Chevallier étant plutôt glaciairiste que rochassier, et Sarthou, indifférent aux vanités alpines, nous cédant sa place, c'est Cazatet et moi qui représenterons le G.P.H.M. pour tenter l'aventure...
Départ du camp... marche d'approche... rimaye... couloir… terrasses... rien, jusqu'ici ne s'oppose sérieusement à notre progression... Vers le milieu de la journée (nous avons quitté le Montenvers avant l'aube) nous venons buter contre les grandes dalles du milieu de la paroi. Nous gagnons alors l'extrême gauche des terrasses en leur point le plus haut.
Ici se tient un conseil de guerre. Cazalet voudrait attaquer par les fissures qui nous dominent (ce sera la voie suivie par les premiers ascensionnnistes, quatorze ans plus tard) ; j'objecte que ces fissures semblent se perdre dans des dalles lisses sans issue et qu'il est préférable de poursuivre notre première idée : tenter de rejoindre le dièdre en virant à gauche, puis le remonter jusqu'à la niche des Drus. Finalement, cette deuxième solution est retenue…

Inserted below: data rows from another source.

// The miette/thiserror derive macros generate code that triggers false
// positive unused_assignments warnings on enum variant fields.
#![allow(unused_assignments)]

use std::collections::BTreeMap;

use miette::{Diagnostic, NamedSource, SourceSpan};
use thiserror::Error;

use crate::config::model::PortrigConfig;

// ---------------------------------------------------------------------------
// ConfigDiagnostic — miette-powered validation error
// ---------------------------------------------------------------------------

#[derive(Debug, Error, Diagnostic)]
pub enum ConfigDiagnostic {
    #[error("no services configured")]
    #[diagnostic(
        code(portrig::no_services),
        help("add a [services.<name>] table with `command` and `port`")
    )]
    NoServices {
        #[source_code]
        src: NamedSource<String>,
        #[label("expected at least one service")]
        span: SourceSpan,
    },

    #[error("service `{service}` has an empty command")]
    #[diagnostic(code(portrig::empty_command))]
    EmptyCommand {
        #[source_code]
        src: NamedSource<String>,
        #[label("command is empty")]
        span: SourceSpan,
        service: String,
    },

    #[error("service `{service}` uses port 0")]
    #[diagnostic(
        code(portrig::invalid_port),
        help("managed services need a fixed, non-zero port so it can be reclaimed")
    )]
    InvalidPort {
        #[source_code]
        src: NamedSource<String>,
        #[label("port must be between 1 and 65535")]
        span: SourceSpan,
        service: String,
    },

    #[error("port {port} is used by multiple services: {services:?}")]
    #[diagnostic(code(portrig::duplicate_port))]
    DuplicatePort {
        #[source_code]
        src: NamedSource<String>,
        #[label("duplicate port")]
        span: SourceSpan,
        port: u16,
        services: Vec<String>,
    },

    #[error("service `{service}` has an empty build command")]
    #[diagnostic(
        code(portrig::empty_build_command),
        help("remove the [services.{service}.build] table if no build is needed")
    )]
    EmptyBuildCommand {
        #[source_code]
        src: NamedSource<String>,
        #[label("build command is empty")]
        span: SourceSpan,
        service: String,
    },

    #[error("service `{service}` has an empty dev marker")]
    #[diagnostic(
        code(portrig::empty_dev_marker),
        help("an empty marker matches every artifact, so every build would be rejected")
    )]
    EmptyDevMarker {
        #[source_code]
        src: NamedSource<String>,
        #[label("empty marker in this list")]
        span: SourceSpan,
        service: String,
    },

    #[error("timing.max_kill_attempts must be at least 1")]
    #[diagnostic(code(portrig::zero_kill_attempts))]
    ZeroKillAttempts {
        #[source_code]
        src: NamedSource<String>,
        #[label("ports could never be reclaimed")]
        span: SourceSpan,
    },
}

// ---------------------------------------------------------------------------
// Source span helpers
// ---------------------------------------------------------------------------

/// Find the byte offset of a TOML table header like `[services.api]`.
fn find_table_span(source: &str, section: &str, name: &str) -> SourceSpan {
    let patterns = [
        format!("[{}.{}]", section, name),
        format!("[{}.{}", section, name), // nested like [services.api.build]
    ];

    for pat in &patterns {
        if let Some(pos) = source.find(pat) {
            let name_start = pos + 1 + section.len() + 1; // skip '[', section, '.'
            return (name_start, name.len()).into();
        }
    }

    if let Some(pos) = source.find(name) {
        return (pos, name.len()).into();
    }

    (0, 0).into()
}

/// Find the byte offset of a specific field value following a table header.
fn find_field_span(source: &str, header: &str, fallback: SourceSpan, field: &str) -> SourceSpan {
    let Some(search_start) = source.find(header) else {
        return fallback;
    };
    let after_header = &source[search_start..];

    let field_prefix = format!("{} =", field);
    let field_prefix2 = format!("{}=", field);

    for prefix in [&field_prefix, &field_prefix2] {
        if let Some(rel_pos) = after_header.find(prefix.as_str()) {
            let abs_pos = search_start + rel_pos;
            let eq_pos = source[abs_pos..].find('=').map(|p| abs_pos + p + 1);
            if let Some(val_start) = eq_pos {
                let val_trimmed = source[val_start..].trim_start();
                let trim_offset = val_start + (source[val_start..].len() - val_trimmed.len());
                let val_end = val_trimmed.find('\n').unwrap_or(val_trimmed.len());
                return (trim_offset, val_end).into();
            }
        }
    }

    fallback
}

fn find_service_field_span(source: &str, name: &str, field: &str) -> SourceSpan {
    find_field_span(
        source,
        &format!("[services.{}]", name),
        find_table_span(source, "services", name),
        field,
    )
}

fn find_build_field_span(source: &str, name: &str, field: &str) -> SourceSpan {
    find_field_span(
        source,
        &format!("[services.{}.build]", name),
        find_table_span(source, "services", name),
        field,
    )
}

// ---------------------------------------------------------------------------
// Main validation function
// ---------------------------------------------------------------------------

pub fn validate(
    config: &PortrigConfig,
    source: &str,
    filename: &str,
) -> Result<(), Vec<ConfigDiagnostic>> {
    let mut errors = Vec::new();
    let src = NamedSource::new(filename, source.to_string());

    if config.services.is_empty() {
        errors.push(ConfigDiagnostic::NoServices {
            src: src.clone(),
            span: (0, 0).into(),
        });
    }

    for (name, svc) in &config.services {
        if svc.command.trim().is_empty() {
            errors.push(ConfigDiagnostic::EmptyCommand {
                src: src.clone(),
                span: find_service_field_span(source, name, "command"),
                service: name.clone(),
            });
        }

        if svc.port == 0 {
            errors.push(ConfigDiagnostic::InvalidPort {
                src: src.clone(),
                span: find_service_field_span(source, name, "port"),
                service: name.clone(),
            });
        }

        if let Some(build) = &svc.build {
            if build.command.trim().is_empty() {
                errors.push(ConfigDiagnostic::EmptyBuildCommand {
                    src: src.clone(),
                    span: find_build_field_span(source, name, "command"),
                    service: name.clone(),
                });
            }
            if build.dev_markers.iter().any(|m| m.is_empty()) {
                errors.push(ConfigDiagnostic::EmptyDevMarker {
                    src: src.clone(),
                    span: find_build_field_span(source, name, "dev_markers"),
                    service: name.clone(),
                });
            }
        }
    }

    // Two services on one port would reclaim each other forever.
    let mut port_map: BTreeMap<u16, Vec<String>> = BTreeMap::new();
    for (name, svc) in &config.services {
        if svc.port != 0 {
            port_map.entry(svc.port).or_default().push(name.clone());
        }
    }
    for (port, services) in port_map {
        if services.len() > 1 {
            errors.push(ConfigDiagnostic::DuplicatePort {
                src: src.clone(),
                span: find_service_field_span(source, &services[1], "port"),
                port,
                services,
            });
        }
    }

    if config.timing.max_kill_attempts == 0 {
        errors.push(ConfigDiagnostic::ZeroKillAttempts {
            src: src.clone(),
            span: find_field_span(source, "[timing]", (0, 0).into(), "max_kill_attempts"),
        });
    }

    if errors.is_empty() {
        Ok(())
    } else {
        Err(errors)
    }
}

Un rappel en biais, d'une vingtaine de mètres, nous dépose sur un relais, en pleine paroi. Une fissure s'élève au-dessus ; elle est gravie avec un piton. Nous arrivons au pied d'un extraordinaire passage d'une quarantaine de mètres : une nouvelle fissure, d'abord mince et horizontale, en râteau de chèvre, puis de plus en plus redressée, et finissant en surplomb sur plusieurs mètres, situé entre des cuirasses de granit massif.
Nous n'irons guère plus loin... En effet, en se redressant, la fissure s'élargit et nos pitons deviennent inutiles ; il faudrait des coins de bois ; mais ils ne sont pas encore employés à l'époque... De plus, le temps se gâte ; il faut revenir en arrière. Ce retour s'avère hasardeux. La montée des 20 mètres descendus en rappel ne se laisse pas pitonner. Finalement, nous nous en sortons par une traversée exposée qui nous ramène aux terrasses — tandis que l'orage se déchaîne...

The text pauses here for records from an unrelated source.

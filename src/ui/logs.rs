use chrono::{DateTime, Local};
use is_terminal::IsTerminal;
use owo_colors::OwoColorize;
use regex::Regex;
use serde::Serialize;
use std::collections::BTreeMap;
use std::sync::LazyLock;
use tokio::sync::mpsc;

/// Sending half handed to every launched process.
pub type LogSink = mpsc::Sender<LogLine>;

const CHANNEL_CAPACITY: usize = 1024;

pub fn channel() -> (LogSink, mpsc::Receiver<LogLine>) {
    mpsc::channel(CHANNEL_CAPACITY)
}

// ---------------------------------------------------------------------------
// LogLevel — detected from child output
// ---------------------------------------------------------------------------

#[derive(Debug, Clone, Copy, PartialEq, Eq, PartialOrd, Ord, Serialize)]
#[serde(rename_all = "lowercase")]
pub enum LogLevel {
    Debug,
    Info,
    Warn,
    Error,
}

impl LogLevel {
    pub fn as_str(&self) -> &'static str {
        match self {
            LogLevel::Debug => "DEBUG",
            LogLevel::Info => "INFO",
            LogLevel::Warn => "WARN",
            LogLevel::Error => "ERROR",
        }
    }
}

static LOG_LEVEL_RE: LazyLock<Regex> = LazyLock::new(|| {
    Regex::new(r#"(?i)\b(debug|info|warn(?:ing)?|err(?:or)?|fatal|panic)\b"#).unwrap()
});

/// First level keyword in a line of child output, if any.
pub fn detect_log_level(text: &str) -> Option<LogLevel> {
    let word = LOG_LEVEL_RE.find(text)?.as_str().to_lowercase();
    match word.as_str() {
        "debug" => Some(LogLevel::Debug),
        "info" => Some(LogLevel::Info),
        "warn" | "warning" => Some(LogLevel::Warn),
        "err" | "error" | "fatal" | "panic" => Some(LogLevel::Error),
        _ => None,
    }
}

// ---------------------------------------------------------------------------
// LogLine
// ---------------------------------------------------------------------------

#[derive(Debug, Clone, Copy, PartialEq, Eq, Serialize)]
#[serde(rename_all = "lowercase")]
pub enum Stream {
    Stdout,
    Stderr,
}

#[derive(Debug, Clone, Serialize)]
pub struct LogLine {
    pub timestamp: DateTime<Local>,
    /// Service name, or `<service>:build` for build output.
    pub source: String,
    pub stream: Stream,
    pub text: String,
    #[serde(skip_serializing_if = "Option::is_none")]
    pub level: Option<LogLevel>,
}

impl LogLine {
    pub fn new(source: impl Into<String>, stream: Stream, text: impl Into<String>) -> Self {
        let text = text.into();
        Self {
            timestamp: Local::now(),
            source: source.into(),
            stream,
            level: detect_log_level(&text),
            text,
        }
    }
}

// ---------------------------------------------------------------------------
// LogWriter — prefixes each line with its source, colored on a terminal
// ---------------------------------------------------------------------------

/// Build output shares its service's color.
fn color_key(source: &str) -> &str {
    source.split(':').next().unwrap_or(source)
}

fn paint_source(source: &str, color_idx: usize) -> String {
    match color_idx % 4 {
        0 => source.cyan().to_string(),
        1 => source.magenta().to_string(),
        2 => source.green().to_string(),
        _ => source.blue().to_string(),
    }
}

pub fn format_line(line: &LogLine, width: usize, color_idx: usize, use_color: bool) -> String {
    let time = line.timestamp.format("%H:%M:%S");
    if !use_color {
        let level = line.level.map(|l| format!("{} ", l.as_str())).unwrap_or_default();
        return format!("{} {:>width$} | {}{}", time, line.source, level, line.text);
    }

    let pad = " ".repeat(width.saturating_sub(line.source.len()));
    let text = match (line.level, line.stream) {
        (Some(LogLevel::Error), _) => line.text.red().to_string(),
        (Some(LogLevel::Warn), _) => line.text.yellow().to_string(),
        (Some(LogLevel::Debug), _) => line.text.dimmed().to_string(),
        (_, Stream::Stderr) => line.text.red().to_string(),
        _ => line.text.clone(),
    };
    format!(
        "{} {}{} {} {}",
        time.dimmed(),
        pad,
        paint_source(&line.source, color_idx),
        "|".dimmed(),
        text
    )
}

pub struct LogWriter {
    rx: mpsc::Receiver<LogLine>,
    width: usize,
    use_color: bool,
}

impl LogWriter {
    /// `names` fixes the prefix column width and the color order.
    pub fn new<'a>(rx: mpsc::Receiver<LogLine>, names: impl IntoIterator<Item = &'a str>) -> Self {
        let width = names
            .into_iter()
            .map(|n| n.len() + ":build".len())
            .max()
            .unwrap_or(0);
        Self {
            rx,
            width,
            use_color: std::io::stdout().is_terminal(),
        }
    }

    pub async fn run(mut self) {
        let mut colors: BTreeMap<String, usize> = BTreeMap::new();
        while let Some(line) = self.rx.recv().await {
            let next = colors.len();
            let idx = *colors
                .entry(color_key(&line.source).to_string())
                .or_insert(next);
            println!("{}", format_line(&line, self.width, idx, self.use_color));
        }
    }
}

... Le bivouac : l'épisode le plus court à raconter, mais les habitués savent que c'est le plus long à supporter pour les patients. Blottis dans une étroite cheminée, l'un debout, l'autre accroupi, nous passons la nuit à regarder les flocons de neige tourbillonner contre la paroi, éclairée à intervalles réguliers par des éclairs...

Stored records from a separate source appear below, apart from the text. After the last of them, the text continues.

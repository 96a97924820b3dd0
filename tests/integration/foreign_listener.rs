use crate::common::*;
use std::time::Duration;
use tokio::process::Command;

#[cfg(unix)]
#[tokio::test]
async fn foreign_listener_is_evicted_on_start() {
    let port = free_port();
    let mut stray = spawn_http_server(port);
    assert!(wait_for_port(port, Duration::from_secs(10)).await);

    let project = TestProject::new(&format!(
        r#"
{TEST_SETTINGS}
[services.backend]
command = "python3 -m http.server {port} --bind 127.0.0.1"
port = {port}
"#
    ));

    let mut child = Command::new(env!("CARGO_BIN_EXE_portrig"))
        .args(["start", "-f", project.config_arg()])
        .kill_on_drop(true)
        .spawn()
        .expect("failed to start portrig");

    // The stray server must be gone and ours listening in its place.
    let start = std::time::Instant::now();
    let mut evicted = false;
    while start.elapsed() < Duration::from_secs(10) {
        if stray.try_wait().unwrap().is_some() {
            evicted = true;
            break;
        }
        tokio::time::sleep(Duration::from_millis(100)).await;
    }
    assert!(evicted, "stray listener on {port} survived");
    assert!(wait_for_port(port, Duration::from_secs(10)).await);

    interrupt(&child);
    let _ = tokio::time::timeout(Duration::from_secs(15), child.wait()).await;
    assert!(wait_for_port_release(port, Duration::from_secs(5)).await);
}

#[cfg(unix)]
#[test]
fn stop_command_frees_port_held_by_stranger() {
    let port = free_port();
    let mut stray = spawn_http_server(port);
    let rt = tokio::runtime::Runtime::new().unwrap();
    assert!(rt.block_on(wait_for_port(port, Duration::from_secs(10))));

    let project = TestProject::new(&format!(
        r#"
{TEST_SETTINGS}
[services.backend]
command = "true"
port = {port}
"#
    ));

    assert_cmd::Command::cargo_bin("portrig")
        .unwrap()
        .args(["stop", "-f", project.config_arg()])
        .assert()
        .success();

    assert!(!stray.wait().unwrap().success());
    assert!(rt.block_on(wait_for_port_release(port, Duration::from_secs(5))));
}
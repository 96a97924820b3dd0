pub mod logs;
pub mod spinner;
pub mod status;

L'orage se calme aux approches de l'aube ; il y a une couche de neige d'une quinzaine de centimètres sur les terrasses... En espadrilles, nous entamons une descente prudente à travers des banquettes de roche pulvérulente, nous assurant l'un l'autre de près. Dans le couloir, nous réussissons à placer deux ou trois rappels. Vers midi, nous sommes au pied de la paroi.
Un rayon de soleil éclaire justement le dièdre, en donnant une bonne vision : le principal obstacle paraît bien être celui qui nous a arrêtés. Au-dessus, le « dièdre » se présente non pas comme un passage unique, mais comme une série de passages se succédant en direction de la niche des Drus. Ces passages ne semblent pas insurmontables. Nous estimons à deux jours d'escalade artificielle le temps nécessaire pour en venir à bout, à notre cadence du Capéran de Sesques par le nord (10 mètres à l'heure)*...
Au Montenvers nos amis nous accueillent avec effusion…


*La première ascension de la face nord du Capéran de Sesques fut réussie en septembre 1935 par F. Cazalet et R. Mailly : onze heures d'escalade, trente-cinq pitons. http://www.pbase.com/image/28781333

Récit publié dans Altitude n°41, 1965.